[Stored items]

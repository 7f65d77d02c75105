//! Application state and core logic

use crate::config::ContactConfig;
use crate::relay::{RelayClient, RelayClientTrait, RelayError};
use crate::state::{AppState, SubmissionOutcome, SubmissionPayload, View};
use anyhow::Result;
use crossterm::event::{KeyCode, KeyEvent, KeyModifiers};
use std::sync::Arc;
use std::time::{Duration, Instant};
use tokio::task::JoinHandle;

/// Window in which a second Ctrl+C quits
const DOUBLE_CTRL_C_WINDOW: Duration = Duration::from_millis(800);

/// Relay call running in the background
struct PendingSubmission {
    payload: SubmissionPayload,
    handle: JoinHandle<Result<(), RelayError>>,
}

/// Main application struct
pub struct App {
    /// Current application state
    pub state: AppState,
    /// Client for the form relay
    relay: Arc<dyn RelayClientTrait>,
    /// In-flight submission, at most one
    pending: Option<PendingSubmission>,
    /// Whether the app should quit
    quit: bool,
    /// Timestamp of last Ctrl+C press for double-tap quit
    pub last_ctrl_c: Option<Instant>,
}

impl App {
    /// Create a new App instance from configuration
    pub fn new(config: &ContactConfig) -> Self {
        let relay = Arc::new(RelayClient::new(config.relay_endpoint()));
        tracing::info!(endpoint = relay.endpoint(), "starting contact form");
        Self::with_relay(
            relay,
            config.business_name(),
            config.fallback_phone(),
        )
    }

    /// Create an App around an existing relay client
    pub fn with_relay(
        relay: Arc<dyn RelayClientTrait>,
        business_name: &str,
        fallback_phone: &str,
    ) -> Self {
        Self {
            state: AppState::new(business_name, fallback_phone),
            relay,
            pending: None,
            quit: false,
            last_ctrl_c: None,
        }
    }

    /// Check if app should quit
    pub fn should_quit(&self) -> bool {
        self.quit
    }

    /// Whether a relay call is in flight
    pub fn has_pending_submission(&self) -> bool {
        self.pending.is_some()
    }

    /// Handle a key press
    pub fn handle_key(&mut self, key: KeyEvent) -> Result<()> {
        if key.code == KeyCode::Char('c') && key.modifiers.contains(KeyModifiers::CONTROL) {
            self.handle_ctrl_c();
            return Ok(());
        }

        // Alert dialog is modal
        if self.state.has_modal() {
            if matches!(key.code, KeyCode::Enter | KeyCode::Esc) {
                self.state.contact.dismiss_alert();
            }
            return Ok(());
        }

        self.state.status_message = None;

        // F2 switches views from anywhere
        if key.code == KeyCode::F(2) {
            self.state.current_view = self.state.current_view.next();
            return Ok(());
        }

        match self.state.current_view {
            View::Contact => self.handle_contact_key(key)?,
            View::Hours => self.handle_hours_key(key),
        }

        Ok(())
    }

    fn handle_ctrl_c(&mut self) {
        let now = Instant::now();
        match self.last_ctrl_c {
            Some(last) if now.duration_since(last) <= DOUBLE_CTRL_C_WINDOW => {
                self.quit = true;
            }
            _ => {
                self.last_ctrl_c = Some(now);
                self.state.status_message = Some("Press Ctrl+C again to quit".to_string());
            }
        }
    }

    fn handle_hours_key(&mut self, key: KeyEvent) {
        match key.code {
            KeyCode::Char('r') => self.state.refresh_hours(),
            KeyCode::Esc => self.state.current_view = View::Contact,
            _ => {}
        }
    }

    fn handle_contact_key(&mut self, key: KeyEvent) -> Result<()> {
        let wants_submit = match key.code {
            KeyCode::Char('s') => {
                key.modifiers.contains(KeyModifiers::CONTROL)
                    || key.modifiers.contains(crate::platform::SUBMIT_MODIFIER)
            }
            KeyCode::Enter => self.state.contact.form.is_submit_row_active(),
            _ => false,
        };
        if wants_submit {
            self.submit();
            return Ok(());
        }

        let contact = &mut self.state.contact;
        let on_submit_row = contact.form.is_submit_row_active();
        // Shift is part of the character; any other modifier makes it a shortcut
        let plain = key.modifiers.difference(KeyModifiers::SHIFT).is_empty();
        let on_message = contact
            .form
            .fields()
            .get(contact.form.active_field_index)
            .is_some_and(|field| field.is_multiline());

        match key.code {
            KeyCode::Tab | KeyCode::Down => contact.next_field(),
            KeyCode::BackTab | KeyCode::Up => contact.prev_field(),
            KeyCode::Left => contact.cycle_choice(false),
            KeyCode::Right => contact.cycle_choice(true),
            KeyCode::Esc => contact.dismiss_success(),
            // Enter in the message field adds a newline
            KeyCode::Enter if on_message => contact.input_char('\n'),
            KeyCode::Enter => contact.next_field(),
            KeyCode::Char(c) if plain && !on_submit_row => contact.input_char(c),
            KeyCode::Backspace if !on_submit_row => contact.backspace(),
            _ => {}
        }

        Ok(())
    }

    /// Start a submission on a background task.
    /// Ignored while one is already in flight.
    pub fn submit(&mut self) {
        if self.pending.is_some() || !self.state.contact.is_submit_enabled() {
            return;
        }

        let Some(payload) = self.state.contact.begin_submission() else {
            self.state.status_message = Some("Please fix the highlighted fields".to_string());
            return;
        };

        let relay = Arc::clone(&self.relay);
        let task_payload = payload.clone();
        let handle = tokio::spawn(async move { relay.send(&task_payload).await });

        self.pending = Some(PendingSubmission { payload, handle });
    }

    /// Apply the relay result once the background call has finished.
    /// Called every tick from the event loop.
    pub async fn poll_submission(&mut self) -> Option<SubmissionOutcome> {
        let finished = self
            .pending
            .as_ref()
            .is_some_and(|p| p.handle.is_finished());
        if !finished {
            return None;
        }
        self.wait_for_submission().await
    }

    /// Wait for the in-flight submission, if any, and apply its result
    pub async fn wait_for_submission(&mut self) -> Option<SubmissionOutcome> {
        let PendingSubmission { payload, handle } = self.pending.take()?;
        let result = handle.await.unwrap_or_else(|e| Err(RelayError::from(e)));
        let outcome = self.state.contact.finish_submission(&payload, result);
        if outcome == SubmissionOutcome::Success {
            self.state.status_message = Some("Message sent".to_string());
        }
        Some(outcome)
    }
}
//! Contact form workflow controller
//!
//! Owns the contact form and drives it through
//! `Idle -> Validating -> Submitting -> {Success, Failed} -> Idle`.
//! Validation is synchronous; the relay call is the only suspension point.
//! While a submission is in flight the submit control is disabled, which is
//! the only thing preventing a second concurrent submission.

use super::forms::{ContactForm, Form, SubmissionPayload};
use crate::relay::RelayError;

/// Where the controller is in the submission lifecycle
#[derive(Debug, Clone, Copy, PartialEq, Eq, Default)]
pub enum SubmissionState {
    #[default]
    Idle,
    Validating,
    Submitting,
    Success,
    Failed,
}

impl SubmissionState {
    /// Legal transitions of the state machine
    pub fn can_transition_to(self, next: SubmissionState) -> bool {
        use SubmissionState::*;
        matches!(
            (self, next),
            (Idle, Validating)
                | (Validating, Idle)
                | (Validating, Submitting)
                | (Submitting, Success)
                | (Submitting, Failed)
                | (Success, Idle)
                | (Failed, Idle)
        )
    }
}

/// Result of one submit action
#[derive(Debug, Clone, PartialEq, Eq)]
pub enum SubmissionOutcome {
    Success,
    Failed(String),
}

/// Controller for the single contact form of the app
#[derive(Debug, Clone)]
pub struct ContactController {
    pub form: ContactForm,
    state: SubmissionState,
    /// Success acknowledgment region is shown
    pub success_visible: bool,
    /// One-shot request for the UI to bring the acknowledgment into view
    pub scroll_to_success: bool,
    /// Fallback alert text after a failed submission
    pub alert: Option<String>,
    fallback_phone: String,
}

impl ContactController {
    pub fn new(fallback_phone: impl Into<String>) -> Self {
        Self {
            form: ContactForm::new(),
            state: SubmissionState::Idle,
            success_visible: false,
            scroll_to_success: false,
            alert: None,
            fallback_phone: fallback_phone.into(),
        }
    }

    pub fn state(&self) -> SubmissionState {
        self.state
    }

    pub fn is_submit_enabled(&self) -> bool {
        self.state != SubmissionState::Submitting
    }

    pub fn is_submitting(&self) -> bool {
        self.state == SubmissionState::Submitting
    }

    pub fn fallback_phone(&self) -> &str {
        &self.fallback_phone
    }

    pub fn fallback_message(&self) -> String {
        format!(
            "Sorry, there was an error sending your message. Please call us directly at {}.",
            self.fallback_phone
        )
    }

    fn transition(&mut self, next: SubmissionState) {
        debug_assert!(
            self.state.can_transition_to(next),
            "illegal transition {:?} -> {:?}",
            self.state,
            next
        );
        tracing::debug!(from = ?self.state, to = ?next, "submission state");
        self.state = next;
    }

    /// Type a character into the active field
    pub fn input_char(&mut self, c: char) {
        if let Some(field) = self.form.get_active_field_mut() {
            field.push_char(c);
        }
    }

    /// Delete the last character of the active field
    pub fn backspace(&mut self) {
        if let Some(field) = self.form.get_active_field_mut() {
            field.pop_char();
        }
    }

    /// Cycle the active field's choice, if it has one
    pub fn cycle_choice(&mut self, forward: bool) {
        if let Some(field) = self.form.get_active_field_mut() {
            field.cycle_choice(forward);
        }
    }

    /// Move focus forward, validating the field being left
    pub fn next_field(&mut self) {
        self.blur_active();
        self.form.next_field();
    }

    /// Move focus backward, validating the field being left
    pub fn prev_field(&mut self) {
        self.blur_active();
        self.form.prev_field();
    }

    fn blur_active(&mut self) {
        let index = self.form.active_field();
        self.form.validate_field_at(index);
    }

    /// Validate and, if the form is valid, enter `Submitting`.
    ///
    /// Returns the payload to relay, or `None` when the form is invalid or a
    /// submission is already in flight.
    pub fn begin_submission(&mut self) -> Option<SubmissionPayload> {
        if self.state != SubmissionState::Idle {
            tracing::debug!(state = ?self.state, "submit ignored");
            return None;
        }

        self.transition(SubmissionState::Validating);
        if !self.form.validate_all() {
            tracing::debug!("contact form has invalid fields, not submitting");
            self.transition(SubmissionState::Idle);
            return None;
        }

        self.transition(SubmissionState::Submitting);
        self.success_visible = false;
        self.alert = None;
        Some(self.form.to_payload())
    }

    /// Apply the relay result and return to `Idle`
    pub fn finish_submission(
        &mut self,
        payload: &SubmissionPayload,
        result: Result<(), RelayError>,
    ) -> SubmissionOutcome {
        let outcome = match result {
            Ok(()) => {
                tracing::info!(submission = %payload.id, "contact submission delivered");
                self.transition(SubmissionState::Success);
                self.form.clear();
                self.success_visible = true;
                self.scroll_to_success = true;
                SubmissionOutcome::Success
            }
            Err(err) => {
                tracing::error!(
                    submission = %payload.id,
                    kind = err.kind(),
                    error = %err,
                    "contact submission failed"
                );
                self.transition(SubmissionState::Failed);
                let message = self.fallback_message();
                self.alert = Some(message.clone());
                SubmissionOutcome::Failed(message)
            }
        };

        self.transition(SubmissionState::Idle);
        outcome
    }

    pub fn dismiss_alert(&mut self) {
        self.alert = None;
    }

    pub fn dismiss_success(&mut self) {
        self.success_visible = false;
        self.scroll_to_success = false;
    }

    /// Consume the scroll request raised by a successful submission
    pub fn take_scroll_request(&mut self) -> bool {
        std::mem::take(&mut self.scroll_to_success)
    }
}
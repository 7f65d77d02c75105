//! Reusable UI components

mod alert;
mod button;

pub use alert::render_alert;
pub use button::{render_sidebar_button, render_submit_button, BUTTON_HEIGHT};
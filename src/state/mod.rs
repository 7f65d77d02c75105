//! Application state module

mod app_state;
pub mod forms;
mod hours;
mod submission;

pub use app_state::*;
pub use forms::{FieldKind, Form, FormField, SubmissionPayload};
pub use hours::{hours_for, HoursStatus};
pub use submission::{SubmissionOutcome, SubmissionState};
//! Field validation rules

use super::field::{FieldKind, FormField};
use regex::Regex;
use std::sync::LazyLock;
use thiserror::Error;

static EMAIL_PATTERN: LazyLock<Regex> = LazyLock::new(|| {
    Regex::new(r"^[^\s@]+@[^\s@]+\.[^\s@]+$").expect("email pattern compiles")
});

// Applied after whitespace has been stripped, so spaces are not listed as separators
static PHONE_PATTERN: LazyLock<Regex> = LazyLock::new(|| {
    Regex::new(r"^\(?\d{3}\)?[-.]?\d{3}[-.]?\d{4}$").expect("phone pattern compiles")
});

/// Minimum length of the free-text message
pub const MIN_MESSAGE_LEN: usize = 10;

/// Why a field is invalid. The display text is what the user sees.
#[derive(Debug, Clone, Copy, PartialEq, Eq, Error)]
pub enum FieldError {
    #[error("This field is required.")]
    Required,
    #[error("Please enter a valid email address.")]
    InvalidEmail,
    #[error("Please enter a valid phone number.")]
    InvalidPhone,
    #[error("Please enter at least 10 characters.")]
    MessageTooShort,
}

/// Check a raw value against the rule for its kind
pub fn validate_value(kind: FieldKind, required: bool, value: &str) -> Result<(), FieldError> {
    let value = value.trim();

    if value.is_empty() {
        return if required {
            Err(FieldError::Required)
        } else {
            Ok(())
        };
    }

    match kind {
        FieldKind::Email if !is_valid_email(value) => Err(FieldError::InvalidEmail),
        FieldKind::Telephone if !is_valid_phone(value) => Err(FieldError::InvalidPhone),
        FieldKind::Message if value.chars().count() < MIN_MESSAGE_LEN => {
            Err(FieldError::MessageTooShort)
        }
        _ => Ok(()),
    }
}

/// Validate a field without touching its annotation
pub fn validate_field(field: &FormField) -> Result<(), FieldError> {
    validate_value(field.kind, field.required, &field.value)
}

/// Validate a field and set or clear its annotation.
/// Returns whether the field is valid.
pub fn validate_and_annotate(field: &mut FormField) -> bool {
    match validate_field(field) {
        Ok(()) => {
            field.error = None;
            true
        }
        Err(err) => {
            tracing::debug!(field = field.name, reason = %err, "field invalid");
            field.error = Some(err);
            false
        }
    }
}

pub fn is_valid_email(value: &str) -> bool {
    EMAIL_PATTERN.is_match(value)
}

pub fn is_valid_phone(value: &str) -> bool {
    let compact: String = value.chars().filter(|c| !c.is_whitespace()).collect();
    PHONE_PATTERN.is_match(&compact)
}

§ **WHAT THE TASK REQUIRES**
From the records above, retype only the lines starting at the line that contains "fix the highlighted" and ending at the line that contains "let handle = tokio::spawn(async", both included.

§ **EXERCISE SOLUTION**
            self.state.status_message = Some("Please fix the highlighted fields".to_string());
            return;
        };

        let relay = Arc::clone(&self.relay);
        let task_payload = payload.clone();
        let handle = tokio::spawn(async move { relay.send(&task_payload).await });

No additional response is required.